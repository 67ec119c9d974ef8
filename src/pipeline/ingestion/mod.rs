// Ingestion runs: rate limiting, backoff, the run state machine and the registry of in-flight runs.

pub mod backoff;
pub mod orchestrator;
pub mod rate_limiter;
pub mod registry;
pub mod result;

pub use backoff::BackoffPolicy;
pub use orchestrator::{IngestionOrchestrator, NoopReporter, ProgressReporter};
pub use rate_limiter::{RateLimiter, RateLimiters};
pub use registry::{IngestionRegistry, RegistryMetrics, RunId};
pub use result::{ErrorEntry, ErrorKind, IngestionResult, IngestionStatus};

☆ ☆ ☆ ☆ ☆

#### [EXERCISE]
All of the records above are to be printed again exactly as they appear.

#### [REPLY TO THE EXERCISE]
repository 67ec119c9d974ef8
filename src/pipeline/ingestion/mod.rs
// Ingestion runs: rate limiting, backoff, the run state machine and the registry of in-flight runs.

pub mod backoff;
pub mod orchestrator;
pub mod rate_limiter;
pub mod registry;
pub mod result;

pub use backoff::BackoffPolicy;
pub use orchestrator::{IngestionOrchestrator, NoopReporter, ProgressReporter};
pub use rate_limiter::{RateLimiter, RateLimiters};
pub use registry::{IngestionRegistry, RegistryMetrics, RunId};
pub use result::{ErrorEntry, ErrorKind, IngestionResult, IngestionStatus};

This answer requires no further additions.